MPs will get the chance to vote on secondary legislation that will introduce means-testing of the benefit after pressure from opposition parties and Labour backbenchers…reports Asian Lite News
Keir Starmer faces a test of his authority next week after promising a vote on the government’s plans to limit winter fuel allowance to the poorest pensioners.
MPs will get the chance to vote on secondary legislation on Tuesday that will introduce means-testing of the benefit after pressure from opposition parties and Labour backbenchers.
About half a dozen Labour MPs have already publicly criticised the plan and demanded a rethink amid fears that the move, worth up to £300 for each recipient, could leave thousands of pensioners struggling to pay their household bills this winter.
The scale of any potential mutiny remains unclear as voting against the government could result in losing the whip, after seven Labour MPs were suspended in July for six months after rebelling on the two-child benefit cap.
Rachel Reeves, the chancellor, has ignored calls to reverse her decision, instead focusing on getting more of the 800,000 people who qualify for pension credit but do not yet claim it to sign up.
At her first Treasury questions, Reeves confirmed pensioners receiving housing benefit would automatically get any pension credit they are due. She has already extended the household support fund for the poorest households.
She repeatedly told MPs that increases to the basic state pension meant that people would be substantially better off than a year ago, adding that the government was committed to further increases in the coming years.
“The basic state pension is worth £900 more than it was a year ago and will go up again in April next year because of the triple lock, which we have committed to for the duration of this parliament,” she said.
It comes as a video emerged of the Conservative leadership candidate Kemi Badenoch, who has heavily criticised the plans, previously calling for means-testing of the winter fuel allowance to be brought in.

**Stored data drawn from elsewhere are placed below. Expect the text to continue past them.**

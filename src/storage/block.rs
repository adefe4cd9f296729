//! Blocks and content-addressed block pointers
//!
//! A block is the 16 KiB transfer unit. Its pointer is derived from the
//! piece index, the block index within the piece, and the torrent's
//! info-hash, so the same block always lands at the same address no
//! matter which peer sent it.

use std::fmt;

use anyhow::Result;
use sha1::{Digest, Sha1};

use crate::error::ShareError;
use crate::torrent::BLOCK_LENGTH;

/// Content address of a single block
#[derive(Debug, Clone, Copy, PartialEq, Eq, Hash)]
pub struct BlockPointer([u8; 20]);

impl BlockPointer {
    /// Derive the pointer for a block: SHA-1 over the decimal piece
    /// index, the decimal block index, and the hex info-hash
    pub fn derive(piece_index: u32, block_index: u32, info_hash: &[u8; 20]) -> Self {
        let mut hasher = Sha1::new();
        hasher.update(piece_index.to_string().as_bytes());
        hasher.update(block_index.to_string().as_bytes());
        hasher.update(hex::encode(info_hash).as_bytes());
        BlockPointer(hasher.finalize().into())
    }

    /// Raw digest bytes
    pub fn as_bytes(&self) -> &[u8; 20] {
        &self.0
    }

    /// Hex form, as written to the block log
    pub fn to_hex(&self) -> String {
        hex::encode(self.0)
    }
}

impl fmt::Display for BlockPointer {
    fn fmt(&self, f: &mut fmt::Formatter<'_>) -> fmt::Result {
        write!(f, "{}", self.to_hex())
    }
}

/// A received block, positioned by piece index and byte offset
#[derive(Debug, Clone)]
pub struct Block {
    pub piece_index: u32,
    pub begin: u32,
    pub data: Vec<u8>,
}

impl Block {
    /// Validate the block's position and size. `begin` must sit on a
    /// block boundary and the payload must not exceed the block length.
    pub fn new(piece_index: u32, begin: u32, data: Vec<u8>) -> Result<Self> {
        if begin as u64 % BLOCK_LENGTH != 0 {
            return Err(ShareError::protocol_error_with_source(
                "Block offset not on a block boundary",
                format!("begin: {}", begin),
            )
            .into());
        }
        if data.is_empty() || data.len() as u64 > BLOCK_LENGTH {
            return Err(ShareError::protocol_error_with_source(
                "Invalid block size",
                format!("size: {}", data.len()),
            )
            .into());
        }
        Ok(Self {
            piece_index,
            begin,
            data,
        })
    }

    /// Index of this block within its piece
    pub fn block_index(&self) -> u32 {
        (self.begin as u64 / BLOCK_LENGTH) as u32
    }

    /// Content address of this block under the given torrent identity
    pub fn pointer(&self, info_hash: &[u8; 20]) -> BlockPointer {
        BlockPointer::derive(self.piece_index, self.block_index(), info_hash)
    }
}

#[cfg(test)]
mod tests {
    use super::*;

    #[test]
    fn test_pointer_is_deterministic() {
        let info_hash = [0xabu8; 20];
        let a = BlockPointer::derive(1, 2, &info_hash);
        let b = BlockPointer::derive(1, 2, &info_hash);
        assert_eq!(a, b);
    }

    #[test]
    fn test_pointer_varies_with_inputs() {
        let info_hash = [0xabu8; 20];
        let base = BlockPointer::derive(1, 2, &info_hash);
        assert_ne!(base, BlockPointer::derive(2, 2, &info_hash));
        assert_ne!(base, BlockPointer::derive(1, 3, &info_hash));
        assert_ne!(base, BlockPointer::derive(1, 2, &[0xcdu8; 20]));
    }

    #[test]
    fn test_pointer_matches_manual_recipe() {
        let info_hash = [0x11u8; 20];
        let mut hasher = Sha1::new();
        hasher.update(b"3");
        hasher.update(b"7");
        hasher.update(hex::encode(info_hash).as_bytes());
        let expected: [u8; 20] = hasher.finalize().into();
        assert_eq!(BlockPointer::derive(3, 7, &info_hash).as_bytes(), &expected);
    }

    #[test]
    fn test_pointer_hex_length() {
        let ptr = BlockPointer::derive(0, 0, &[0u8; 20]);
        assert_eq!(ptr.to_hex().len(), 40);
        assert_eq!(ptr.to_string(), ptr.to_hex());
    }

    #[test]
    fn test_block_boundary_validation() {
        assert!(Block::new(0, 0, vec![1u8; 16]).is_ok());
        assert!(Block::new(0, 16 * 1024, vec![1u8; 16 * 1024]).is_ok());
        assert!(Block::new(0, 100, vec![1u8; 16]).is_err());
        assert!(Block::new(0, 0, vec![]).is_err());
        assert!(Block::new(0, 0, vec![1u8; 16 * 1024 + 1]).is_err());
    }

    #[test]
    fn test_block_index() {
        let block = Block::new(2, 32 * 1024, vec![1u8; 100]).unwrap();
        assert_eq!(block.block_index(), 2);
    }
}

“There is a lot of dead weight in how we run government,” said the shadow communities secretary in the clip from 2022. “I have people in my constituency telling me that they don’t need the winter fuel payments that we give them because they can afford it. Why do we not have a more sophisticated mechanism for means-testing?”

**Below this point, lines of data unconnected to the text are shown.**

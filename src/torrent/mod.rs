//! Metainfo handling module
//!
//! This module provides parsing of single-file .torrent metainfo files and
//! access to the fields that drive downloading, storage, and discovery.

pub mod metadata;
pub mod parser;

pub use metadata::{TorrentMetadata, BLOCK_LENGTH};
pub use parser::MetainfoParser;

A spokesperson told the Telegraph, who first reported the story, that Badenoch was only talking about the richest pensioners.
Government sources insisted there were no plans to soften the decision, perhaps by moving the thresholds so more pensioners would receive the payment, either now or in the budget.
But Labour whips will be particularly concerned that new MPs, including Jessica Asato, Melanie Onn and Neil Duncan-Jordan, who has also tabled a Commons motion calling for a delay, have called for a rethink on the plans.
In the Commons, Rachael Maskell, the Labour MP for York Central, asked Reeves how she would protect pensioners who were above the pension credit threshold in order to “prevent cold, ill health or worse this winter”.
Maskell said: “With the loss of the cost-of-living payments and winter fuel payments, an increase in the energy price cap and cost of living, pensioners are frightened about how they’re going to keep warm this winter – as am I.”
Paula Barker, the Labour MP for Liverpool Wavertree, said that according to the charity Age UK about 1 million pensioners “just miss out” on the winter fuel payment, noting these included people within £50 of the poverty line.
Another Labour MP voicing concern was Sam Rushworth, who represents Bishop Auckland which includes England’s snowiest village where many pensioners receive the basic state pension but are in fuel poverty.
“They’re not entitled to pension credit. They live in cold, stone-built houses. What assurance can the chancellor give to those pensioners that this government will help to warm their homes and ensure that they do not struggle to heat their homes this winter?” he asked.
Dame Harriett Baldwin, a Conservative former minister, told the Commons that Reeves has made a “chilling political choice to balance the books of this country on the very frailest shoulders” by means-testing the winter fuel payment.
But a government source said: “When you’re facing this kind of crisis in the public finances, you have to take the tough choices and this is a difficult choice but it’s the right one given the scale of the inheritance.
“By keeping a grip of the public finances we can protect the triple lock not just for this year or next year but for the whole parliament. We will put more money into pensioners’ pockets and ensure we’re able to protect the most vulnerable.”
About five out of every six pensioners living below the poverty line could be at risk of being stripped of their winter fuel payments, according to a former pensions minister.
Steve Webb, now a partner at pension consultants LCP, said analysis suggests that about 1.6 million older people who are below what is commonly regarded as the poverty line do not receive pension credit.